*Your instructions*
The word "SubjectId" may appear in some lines of the data; copy every such line.

*Supplied entries*
═══

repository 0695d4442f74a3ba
/// Outcome of a typed cache read.
///
/// `Corrupted` means the key held bytes that no longer decode as `T`.
/// Callers usually treat it like `Miss` but it is kept distinct so it can
/// be logged and counted separately.
#[derive(Debug, Clone, PartialEq)]
pub enum CacheLookup<T> {
    Hit(T),
    Miss,
    Corrupted(String),
}

impl<T> CacheLookup<T> {
    pub fn is_hit(&self) -> bool {
        matches!(self, Self::Hit(_))
    }

    /// Collapse `Miss` and `Corrupted` into `None`
    pub fn into_hit(self) -> Option<T> {
        match self {
            Self::Hit(value) => Some(value),
            Self::Miss | Self::Corrupted(_) => None,
        }
    }
}
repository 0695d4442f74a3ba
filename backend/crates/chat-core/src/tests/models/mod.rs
mod chat_message;
mod profile_update;
use crate::{
    ConfigError, ConfigErrorResult, DEFAULT_HOST, DEFAULT_MAX_CONNECTIONS, DEFAULT_PORT,
    MAX_MAX_CONNECTIONS, MIN_MAX_CONNECTIONS, MIN_PORT,
};

use serde::Deserialize;

#[derive(Debug, Clone, Deserialize)]
#[serde(default)]
pub struct ServerConfig {
    pub host: String,
    pub port: u16,
    /// Maximum concurrent chat sessions
    pub max_connections: usize,
}

impl Default for ServerConfig {
    fn default() -> Self {
        Self {
            host: String::from(DEFAULT_HOST),
            port: DEFAULT_PORT,
            max_connections: DEFAULT_MAX_CONNECTIONS,
        }
    }
}

impl ServerConfig {
    pub fn validate(&self) -> ConfigErrorResult<()> {
        // Port 0 lets the OS pick.
        if self.port != 0 && self.port < MIN_PORT {
            return Err(ConfigError::config(format!(
                "server.port must be 0 (auto) or >= {}, got {}",
                MIN_PORT, self.port
            )));
        }

        if self.max_connections < MIN_MAX_CONNECTIONS || self.max_connections > MAX_MAX_CONNECTIONS
        {
            return Err(ConfigError::config(format!(
                "server.max_connections must be {}-{}, got {}",
                MIN_MAX_CONNECTIONS, MAX_MAX_CONNECTIONS, self.max_connections
            )));
        }

        Ok(())
    }
}
use crate::{ConfigError, ConfigErrorResult};

use serde::Deserialize;

pub const MAX_QUEUE_CAPACITY: usize = 1_000_000;
pub const DEFAULT_QUEUE_CAPACITY: usize = 1024;

/// Intake queue settings for the broadcast dispatcher.
#[derive(Debug, Clone, Deserialize)]
#[serde(default)]
pub struct BroadcastConfig {
    /// Queued messages before publishers block; 0 means unbounded
    pub queue_capacity: usize,
}

impl Default for BroadcastConfig {
    fn default() -> Self {
        Self {
            queue_capacity: DEFAULT_QUEUE_CAPACITY,
        }
    }
}

impl BroadcastConfig {
    pub fn is_unbounded(&self) -> bool {
        self.queue_capacity == 0
    }

    pub fn validate(&self) -> ConfigErrorResult<()> {
        if self.queue_capacity > MAX_QUEUE_CAPACITY {
            return Err(ConfigError::config(format!(
                "broadcast.queue_capacity must be 0 (unbounded) or at most {}, got {}",
                MAX_QUEUE_CAPACITY, self.queue_capacity
            )));
        }

        Ok(())
    }
}
//! Profile REST API handlers

use crate::{ApiResult, AuthenticatedSubject};

use chat_core::{MergedIdentity, ProfileUpdate};
use chat_ws::AppState;

use axum::{Json, extract::State};

/// GET /api/users/me/profile
pub async fn get_my_profile(
    State(state): State<AppState>,
    AuthenticatedSubject(subject_id): AuthenticatedSubject,
) -> ApiResult<Json<MergedIdentity>> {
    let identity = state.resolver.resolve_full(subject_id).await?;
    Ok(Json(identity))
}

/// PUT /api/users/me/profile
///
/// Absent fields keep their stored values. Responds with the identity as
/// re-resolved after the write.
pub async fn update_my_profile(
    State(state): State<AppState>,
    AuthenticatedSubject(subject_id): AuthenticatedSubject,
    Json(update): Json<ProfileUpdate>,
) -> ApiResult<Json<MergedIdentity>> {
    let identity = state.resolver.update_profile(subject_id, &update).await?;
    log::info!("Profile updated for user {}", subject_id);
    Ok(Json(identity))
}
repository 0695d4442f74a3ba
pub mod chat_message;
pub mod local_profile;
pub mod merged_identity;
pub mod profile_update;
pub mod remote_identity;
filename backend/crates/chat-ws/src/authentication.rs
use chat_auth::{AuthError, Result as AuthErrorResult, TokenVerifier, parse_bearer};
use chat_core::SubjectId;

use std::panic::Location;

use axum::http::HeaderMap;
use axum::http::header::AUTHORIZATION;
use error_location::ErrorLocation;

/// Subject carried by the request's bearer credential, if any.
///
/// No `Authorization` header means an anonymous caller. A header that is
/// present but does not verify is an error, never a downgrade to anonymous.
pub fn authenticate(
    headers: &HeaderMap,
    verifier: &TokenVerifier,
) -> AuthErrorResult<Option<SubjectId>> {
    let Some(value) = headers.get(AUTHORIZATION) else {
        return Ok(None);
    };

    let value = value.to_str().map_err(|_| AuthError::Malformed {
        message: "authorization header is not valid ASCII".to_string(),
        location: ErrorLocation::from(Location::caller()),
    })?;

    let token = parse_bearer(value)?;
    verifier.verify_now(token).map(Some)
}
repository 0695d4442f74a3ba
use crate::SessionHandle;

use std::panic::Location;

use error_location::ErrorLocation;
use thiserror::Error;

#[derive(Error, Debug)]
pub enum WsError {
    #[error("Connection closed: {reason} {location}")]
    ConnectionClosed {
        reason: String,
        location: ErrorLocation,
    },

    #[error("Connection limit exceeded: {current} connections (max: {max}) {location}")]
    ConnectionLimitExceeded {
        current: usize,
        max: usize,
        location: ErrorLocation,
    },

    #[error("Invalid message: {message} {location}")]
    InvalidMessage {
        message: String,
        location: ErrorLocation,
    },

    #[error("Delivery to {handle} failed: {reason} {location}")]
    DeliveryFailed {
        handle: SessionHandle,
        reason: String,
        location: ErrorLocation,
    },

    #[error("Broadcast dispatcher is no longer running {location}")]
    DispatcherStopped { location: ErrorLocation },

    #[error("Failed to encode frame: {source} {location}")]
    Encode {
        #[source]
        source: serde_json::Error,
        location: ErrorLocation,
    },
}

impl WsError {
    pub fn error_code(&self) -> &'static str {
        match self {
            Self::ConnectionClosed { .. } => "CONNECTION_CLOSED",
            Self::ConnectionLimitExceeded { .. } => "CONNECTION_LIMIT",
            Self::InvalidMessage { .. } => "INVALID_MESSAGE",
            Self::DeliveryFailed { .. } => "DELIVERY_FAILED",
            Self::DispatcherStopped { .. } => "DISPATCHER_STOPPED",
            Self::Encode { .. } => "ENCODE_ERROR",
        }
    }

    #[track_caller]
    pub fn delivery_failed(handle: SessionHandle, reason: impl Into<String>) -> Self {
        Self::DeliveryFailed {
            handle,
            reason: reason.into(),
            location: ErrorLocation::from(Location::caller()),
        }
    }

    #[track_caller]
    pub fn connection_closed(reason: impl Into<String>) -> Self {
        Self::ConnectionClosed {
            reason: reason.into(),
            location: ErrorLocation::from(Location::caller()),
        }
    }
}

impl From<serde_json::Error> for WsError {
    #[track_caller]
    fn from(source: serde_json::Error) -> Self {
        Self::Encode {
            source,
            location: ErrorLocation::from(Location::caller()),
        }
    }
}

pub type Result<T> = std::result::Result<T, WsError>;
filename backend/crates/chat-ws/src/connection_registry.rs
use crate::{ConnectionLimits, Result as WsErrorResult, SessionHandle, Transport, WsError};

use std::collections::HashMap;
use std::fmt;
use std::panic::Location;
use std::sync::Arc;

use chrono::{DateTime, Utc};
use error_location::ErrorLocation;
use log::{info, warn};
use tokio::sync::Mutex;

/// Prefix of generated names for sessions without a resolved identity.
pub const ANONYMOUS_NAME_PREFIX: &str = "Client ";

/// A live session as held by the registry.
#[derive(Clone)]
pub struct SessionEntry {
    pub handle: SessionHandle,
    pub display_name: String,
    pub transport: Arc<dyn Transport>,
    pub connected_at: DateTime<Utc>,
}

impl fmt::Debug for SessionEntry {
    fn fmt(&self, f: &mut fmt::Formatter<'_>) -> fmt::Result {
        f.debug_struct("SessionEntry")
            .field("handle", &self.handle)
            .field("display_name", &self.display_name)
            .field("connected_at", &self.connected_at)
            .finish_non_exhaustive()
    }
}

/// Result of a successful admission
#[derive(Debug, Clone, PartialEq, Eq)]
pub struct Admission {
    pub handle: SessionHandle,
    pub display_name: String,
}

/// Set of live sessions for this process.
///
/// Every mutation and every snapshot goes through one lock, which is held
/// only for the map operation itself. Delivery happens on snapshot copies.
pub struct ConnectionRegistry {
    inner: Arc<Mutex<RegistryInner>>,
    limits: ConnectionLimits,
}

struct RegistryInner {
    sessions: HashMap<SessionHandle, SessionEntry>,
    next_handle: u64,
    /// Last number handed out to an anonymous session
    anonymous_issued: u64,
}

impl ConnectionRegistry {
    pub fn new(limits: ConnectionLimits) -> Self {
        Self {
            inner: Arc::new(Mutex::new(RegistryInner {
                sessions: HashMap::new(),
                next_handle: 1,
                anonymous_issued: 0,
            })),
            limits,
        }
    }

    /// Admit a session under `identity_name`, or under the next `Client N`
    /// name when no identity was resolved.
    pub async fn admit(
        &self,
        identity_name: Option<String>,
        transport: Arc<dyn Transport>,
    ) -> WsErrorResult<Admission> {
        let mut inner = self.inner.lock().await;

        if inner.sessions.len() >= self.limits.max_total {
            warn!(
                "Total connection limit reached: {}/{}",
                inner.sessions.len(),
                self.limits.max_total
            );
            return Err(WsError::ConnectionLimitExceeded {
                current: inner.sessions.len(),
                max: self.limits.max_total,
                location: ErrorLocation::from(Location::caller()),
            });
        }

        let handle = SessionHandle(inner.next_handle);
        inner.next_handle += 1;

        let display_name = match identity_name {
            Some(name) => name,
            None => {
                inner.anonymous_issued += 1;
                format!("{ANONYMOUS_NAME_PREFIX}{}", inner.anonymous_issued)
            }
        };

        inner.sessions.insert(
            handle,
            SessionEntry {
                handle,
                display_name: display_name.clone(),
                transport,
                connected_at: Utc::now(),
            },
        );
        info!(
            "Admitted {handle} as '{display_name}' ({} total)",
            inner.sessions.len()
        );

        Ok(Admission {
            handle,
            display_name,
        })
    }

    /// Absent handles are ignored.
    pub async fn remove(&self, handle: SessionHandle) -> Option<SessionEntry> {
        let mut inner = self.inner.lock().await;

        let removed = inner.sessions.remove(&handle);
        if removed.is_some() {
            info!(
                "Removed {handle} ({} total remaining)",
                inner.sessions.len()
            );
        }
        removed
    }

    /// Copy of the current sessions, in no particular order.
    pub async fn snapshot(&self) -> Vec<SessionEntry> {
        let inner = self.inner.lock().await;
        inner.sessions.values().cloned().collect()
    }

    pub async fn len(&self) -> usize {
        self.inner.lock().await.sessions.len()
    }

    pub async fn is_empty(&self) -> bool {
        self.len().await == 0
    }
}

impl Clone for ConnectionRegistry {
    fn clone(&self) -> Self {
        Self {
            inner: Arc::clone(&self.inner),
            limits: self.limits.clone(),
        }
    }
}
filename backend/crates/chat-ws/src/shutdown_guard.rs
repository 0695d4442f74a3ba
use tokio::sync::watch;

/// Per-task view of the shutdown signal
pub struct ShutdownGuard {
    state: watch::Receiver<bool>,
}

impl ShutdownGuard {
    pub(crate) fn new(state: watch::Receiver<bool>) -> Self {
        Self { state }
    }

    /// Resolves once shutdown has been triggered, immediately if it already was.
    pub async fn wait(&mut self) {
        if self.state.wait_for(|triggered| *triggered).await.is_err() {
            // Coordinator dropped without triggering; never resolve
            std::future::pending::<()>().await;
        }
    }

    pub fn is_triggered(&self) -> bool {
        *self.state.borrow()
    }
}
use crate::AuthorityError;

use chat_core::{CoreError, SubjectId};

use error_location::ErrorLocation;
use thiserror::Error;

#[derive(Error, Debug)]
pub enum IdentityError {
    #[error("Identity {subject_id} unavailable: {source} {location}")]
    IdentityUnavailable {
        subject_id: SubjectId,
        #[source]
        source: AuthorityError,
        location: ErrorLocation,
    },

    #[error("Profile update for {subject_id} failed: {message} {location}")]
    ProfileUpdateFailed {
        subject_id: SubjectId,
        message: String,
        location: ErrorLocation,
    },

    #[error("Invalid profile: {source} {location}")]
    InvalidProfile {
        #[source]
        source: CoreError,
        location: ErrorLocation,
    },
}

impl IdentityError {
    /// True when the authority reported the subject as unknown, as opposed
    /// to being unreachable.
    pub fn is_not_found(&self) -> bool {
        matches!(
            self,
            Self::IdentityUnavailable {
                source: AuthorityError::NotFound { .. },
                ..
            }
        )
    }
}

pub type Result<T> = std::result::Result<T, IdentityError>;
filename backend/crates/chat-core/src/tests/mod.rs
mod models;
use crate::{AppState, Result as WsErrorResult, WsError};

use chat_core::ChatMessage;

use std::panic::Location;

use axum::{
    extract::{
        State,
        ws::{Message, WebSocket, WebSocketUpgrade},
    },
    response::Response,
};
use error_location::ErrorLocation;
use log::{debug, info};

/// Echo upgrade handler. Replies to each envelope with the same text from
/// the server; never touches the registry or the dispatcher.
pub async fn echo_handler(State(state): State<AppState>, ws: WebSocketUpgrade) -> Response {
    ws.on_upgrade(move |mut socket| async move {
        let mut shutdown_guard = state.shutdown.subscribe_guard();

        tokio::select! {
            result = echo_loop(&mut socket) => {
                if let Err(e) = result {
                    debug!("Echo session ended: {e}");
                }
            }
            _ = shutdown_guard.wait() => {
                info!("Closing echo session for shutdown");
            }
        }
    })
}

async fn echo_loop(socket: &mut WebSocket) -> WsErrorResult<()> {
    while let Some(frame) = socket.recv().await {
        let frame = frame.map_err(|e| WsError::connection_closed(format!("WebSocket error: {e}")))?;

        let text = match frame {
            Message::Text(text) => text,
            Message::Close(_) => break,
            _ => continue,
        };

        let inbound: ChatMessage =
            serde_json::from_str(text.as_str()).map_err(|e| WsError::InvalidMessage {
                message: format!("not a chat envelope: {e}"),
                location: ErrorLocation::from(Location::caller()),
            })?;

        let reply = serde_json::to_string(&ChatMessage::from_server(inbound.text))?;
        socket
            .send(Message::Text(reply.into()))
            .await
            .map_err(|e| WsError::connection_closed(format!("write failed: {e}")))?;
    }

    Ok(())
}
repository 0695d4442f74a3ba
mod error;
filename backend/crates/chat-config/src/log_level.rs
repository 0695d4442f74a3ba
use crate::DEFAULT_LOG_LEVEL_STRING;

use std::ops::Deref;
use std::str::FromStr;

use log::LevelFilter;
use serde::{Deserialize, Deserializer};

/// Wrapper for LevelFilter with lenient deserialization
#[derive(Debug, Clone, Copy, PartialEq, Eq)]
pub struct LogLevel(pub LevelFilter);

impl LogLevel {
    fn parse_lenient(s: &str) -> Self {
        match s.to_lowercase().as_str() {
            "off" => LogLevel(LevelFilter::Off),
            "error" => LogLevel(LevelFilter::Error),
            "warn" => LogLevel(LevelFilter::Warn),
            "debug" => LogLevel(LevelFilter::Debug),
            "trace" => LogLevel(LevelFilter::Trace),
            // Unknown values fall back to Info
            _ => LogLevel(LevelFilter::Info),
        }
    }
}

impl<'de> Deserialize<'de> for LogLevel {
    fn deserialize<D>(deserializer: D) -> Result<Self, D::Error>
    where
        D: Deserializer<'de>,
    {
        let s = String::deserialize(deserializer)
            .unwrap_or_else(|_| String::from(DEFAULT_LOG_LEVEL_STRING));

        Ok(LogLevel::parse_lenient(&s))
    }
}

impl From<LogLevel> for LevelFilter {
    fn from(log_level: LogLevel) -> Self {
        log_level.0
    }
}

impl Deref for LogLevel {
    type Target = LevelFilter;

    fn deref(&self) -> &Self::Target {
        &self.0
    }
}

impl FromStr for LogLevel {
    type Err = std::convert::Infallible;

    fn from_str(s: &str) -> Result<Self, Self::Err> {
        Ok(LogLevel::parse_lenient(s))
    }
}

═══

*Completed exercise*
use chat_core::SubjectId;
) -> AuthErrorResult<Option<SubjectId>> {
use chat_core::{CoreError, SubjectId};
        subject_id: SubjectId,
        subject_id: SubjectId,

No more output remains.